**Task goal**
Below are records; output all of them exactly.

%%

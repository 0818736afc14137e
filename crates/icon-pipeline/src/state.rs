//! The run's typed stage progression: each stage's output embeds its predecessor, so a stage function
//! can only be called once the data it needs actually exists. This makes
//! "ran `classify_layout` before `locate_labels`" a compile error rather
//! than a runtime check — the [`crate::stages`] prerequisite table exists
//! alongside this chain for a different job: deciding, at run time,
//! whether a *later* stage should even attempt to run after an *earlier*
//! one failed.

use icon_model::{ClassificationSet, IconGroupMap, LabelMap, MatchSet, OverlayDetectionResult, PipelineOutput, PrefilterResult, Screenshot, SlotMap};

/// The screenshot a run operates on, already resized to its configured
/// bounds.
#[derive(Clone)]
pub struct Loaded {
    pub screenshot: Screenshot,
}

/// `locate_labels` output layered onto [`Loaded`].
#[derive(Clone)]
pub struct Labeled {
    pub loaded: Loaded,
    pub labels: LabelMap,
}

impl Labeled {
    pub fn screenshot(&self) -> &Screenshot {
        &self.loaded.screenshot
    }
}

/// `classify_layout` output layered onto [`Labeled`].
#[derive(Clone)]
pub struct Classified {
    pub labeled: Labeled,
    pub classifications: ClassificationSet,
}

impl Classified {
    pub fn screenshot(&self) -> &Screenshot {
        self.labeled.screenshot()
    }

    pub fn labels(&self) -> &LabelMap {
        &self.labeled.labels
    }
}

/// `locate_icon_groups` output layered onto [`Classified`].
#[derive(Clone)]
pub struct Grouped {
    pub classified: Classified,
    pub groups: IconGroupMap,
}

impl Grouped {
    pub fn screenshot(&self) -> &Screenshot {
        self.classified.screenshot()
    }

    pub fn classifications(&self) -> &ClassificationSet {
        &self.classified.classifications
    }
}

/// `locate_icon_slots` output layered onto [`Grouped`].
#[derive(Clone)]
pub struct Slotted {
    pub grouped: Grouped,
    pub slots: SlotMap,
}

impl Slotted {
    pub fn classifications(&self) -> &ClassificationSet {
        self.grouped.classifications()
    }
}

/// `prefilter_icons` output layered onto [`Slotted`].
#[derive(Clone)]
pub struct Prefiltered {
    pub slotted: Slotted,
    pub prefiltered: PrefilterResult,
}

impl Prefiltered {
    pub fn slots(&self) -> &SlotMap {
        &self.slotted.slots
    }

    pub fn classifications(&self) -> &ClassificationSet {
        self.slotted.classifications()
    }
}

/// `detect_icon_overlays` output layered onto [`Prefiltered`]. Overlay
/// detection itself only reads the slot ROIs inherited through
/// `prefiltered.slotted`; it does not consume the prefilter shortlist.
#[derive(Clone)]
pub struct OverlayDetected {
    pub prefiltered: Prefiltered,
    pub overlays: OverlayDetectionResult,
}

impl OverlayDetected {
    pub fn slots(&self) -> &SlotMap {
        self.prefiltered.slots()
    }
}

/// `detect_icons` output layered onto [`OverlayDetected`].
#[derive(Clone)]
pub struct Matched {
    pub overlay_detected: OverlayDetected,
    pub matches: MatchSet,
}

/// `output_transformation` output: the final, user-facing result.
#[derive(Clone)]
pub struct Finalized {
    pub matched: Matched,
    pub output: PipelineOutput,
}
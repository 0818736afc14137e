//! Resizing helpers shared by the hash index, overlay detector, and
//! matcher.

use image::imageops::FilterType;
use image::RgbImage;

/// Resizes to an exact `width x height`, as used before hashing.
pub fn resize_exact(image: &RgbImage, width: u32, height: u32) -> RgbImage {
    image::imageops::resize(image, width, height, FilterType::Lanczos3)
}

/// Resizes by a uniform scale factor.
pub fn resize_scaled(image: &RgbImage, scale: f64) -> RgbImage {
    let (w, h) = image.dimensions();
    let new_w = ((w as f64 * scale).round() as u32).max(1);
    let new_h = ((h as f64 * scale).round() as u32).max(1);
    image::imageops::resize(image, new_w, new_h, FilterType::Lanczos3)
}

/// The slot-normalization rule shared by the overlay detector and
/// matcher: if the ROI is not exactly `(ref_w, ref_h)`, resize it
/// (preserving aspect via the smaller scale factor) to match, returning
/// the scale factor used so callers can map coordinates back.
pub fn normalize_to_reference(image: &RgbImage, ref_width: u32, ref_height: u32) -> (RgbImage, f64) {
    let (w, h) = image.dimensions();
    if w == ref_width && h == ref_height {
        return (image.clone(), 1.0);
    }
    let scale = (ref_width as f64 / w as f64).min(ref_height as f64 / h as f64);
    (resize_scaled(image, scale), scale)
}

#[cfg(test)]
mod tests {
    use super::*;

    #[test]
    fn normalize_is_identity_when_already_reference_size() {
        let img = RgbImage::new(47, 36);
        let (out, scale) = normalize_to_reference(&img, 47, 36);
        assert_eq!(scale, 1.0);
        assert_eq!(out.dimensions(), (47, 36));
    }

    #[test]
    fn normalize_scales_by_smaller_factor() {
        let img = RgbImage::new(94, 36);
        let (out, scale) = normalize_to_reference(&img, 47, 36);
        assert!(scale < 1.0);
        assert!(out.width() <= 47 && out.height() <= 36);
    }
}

%%

**The answer**
repository 0818736afc14137e
filename crates/icon-pipeline/src/state.rs
//! The run's typed stage progression: each stage's output embeds its predecessor, so a stage function
//! can only be called once the data it needs actually exists. This makes
//! "ran `classify_layout` before `locate_labels`" a compile error rather
//! than a runtime check — the [`crate::stages`] prerequisite table exists
//! alongside this chain for a different job: deciding, at run time,
//! whether a *later* stage should even attempt to run after an *earlier*
//! one failed.

use icon_model::{ClassificationSet, IconGroupMap, LabelMap, MatchSet, OverlayDetectionResult, PipelineOutput, PrefilterResult, Screenshot, SlotMap};

/// The screenshot a run operates on, already resized to its configured
/// bounds.
#[derive(Clone)]
pub struct Loaded {
    pub screenshot: Screenshot,
}

/// `locate_labels` output layered onto [`Loaded`].
#[derive(Clone)]
pub struct Labeled {
    pub loaded: Loaded,
    pub labels: LabelMap,
}

impl Labeled {
    pub fn screenshot(&self) -> &Screenshot {
        &self.loaded.screenshot
    }
}

/// `classify_layout` output layered onto [`Labeled`].
#[derive(Clone)]
pub struct Classified {
    pub labeled: Labeled,
    pub classifications: ClassificationSet,
}

impl Classified {
    pub fn screenshot(&self) -> &Screenshot {
        self.labeled.screenshot()
    }

    pub fn labels(&self) -> &LabelMap {
        &self.labeled.labels
    }
}

/// `locate_icon_groups` output layered onto [`Classified`].
#[derive(Clone)]
pub struct Grouped {
    pub classified: Classified,
    pub groups: IconGroupMap,
}

impl Grouped {
    pub fn screenshot(&self) -> &Screenshot {
        self.classified.screenshot()
    }

    pub fn classifications(&self) -> &ClassificationSet {
        &self.classified.classifications
    }
}

/// `locate_icon_slots` output layered onto [`Grouped`].
#[derive(Clone)]
pub struct Slotted {
    pub grouped: Grouped,
    pub slots: SlotMap,
}

impl Slotted {
    pub fn classifications(&self) -> &ClassificationSet {
        self.grouped.classifications()
    }
}

/// `prefilter_icons` output layered onto [`Slotted`].
#[derive(Clone)]
pub struct Prefiltered {
    pub slotted: Slotted,
    pub prefiltered: PrefilterResult,
}

impl Prefiltered {
    pub fn slots(&self) -> &SlotMap {
        &self.slotted.slots
    }

    pub fn classifications(&self) -> &ClassificationSet {
        self.slotted.classifications()
    }
}

/// `detect_icon_overlays` output layered onto [`Prefiltered`]. Overlay
/// detection itself only reads the slot ROIs inherited through
/// `prefiltered.slotted`; it does not consume the prefilter shortlist.
#[derive(Clone)]
pub struct OverlayDetected {
    pub prefiltered: Prefiltered,
    pub overlays: OverlayDetectionResult,
}

impl OverlayDetected {
    pub fn slots(&self) -> &SlotMap {
        self.prefiltered.slots()
    }
}

/// `detect_icons` output layered onto [`OverlayDetected`].
#[derive(Clone)]
pub struct Matched {
    pub overlay_detected: OverlayDetected,
    pub matches: MatchSet,
}

/// `output_transformation` output: the final, user-facing result.
#[derive(Clone)]
pub struct Finalized {
    pub matched: Matched,
    pub output: PipelineOutput,
}
repository 0818736afc14137e
//! Resizing helpers shared by the hash index, overlay detector, and
//! matcher.

use image::imageops::FilterType;
use image::RgbImage;

/// Resizes to an exact `width x height`, as used before hashing.
pub fn resize_exact(image: &RgbImage, width: u32, height: u32) -> RgbImage {
    image::imageops::resize(image, width, height, FilterType::Lanczos3)
}

/// Resizes by a uniform scale factor.
pub fn resize_scaled(image: &RgbImage, scale: f64) -> RgbImage {
    let (w, h) = image.dimensions();
    let new_w = ((w as f64 * scale).round() as u32).max(1);
    let new_h = ((h as f64 * scale).round() as u32).max(1);
    image::imageops::resize(image, new_w, new_h, FilterType::Lanczos3)
}

/// The slot-normalization rule shared by the overlay detector and
/// matcher: if the ROI is not exactly `(ref_w, ref_h)`, resize it
/// (preserving aspect via the smaller scale factor) to match, returning
/// the scale factor used so callers can map coordinates back.
pub fn normalize_to_reference(image: &RgbImage, ref_width: u32, ref_height: u32) -> (RgbImage, f64) {
    let (w, h) = image.dimensions();
    if w == ref_width && h == ref_height {
        return (image.clone(), 1.0);
    }
    let scale = (ref_width as f64 / w as f64).min(ref_height as f64 / h as f64);
    (resize_scaled(image, scale), scale)
}

#[cfg(test)]
mod tests {
    use super::*;

    #[test]
    fn normalize_is_identity_when_already_reference_size() {
        let img = RgbImage::new(47, 36);
        let (out, scale) = normalize_to_reference(&img, 47, 36);
        assert_eq!(scale, 1.0);
        assert_eq!(out.dimensions(), (47, 36));
    }

    #[test]
    fn normalize_scales_by_smaller_factor() {
        let img = RgbImage::new(94, 36);
        let (out, scale) = normalize_to_reference(&img, 47, 36);
        assert!(scale < 1.0);
        assert!(out.width() <= 47 && out.height() <= 36);
    }
}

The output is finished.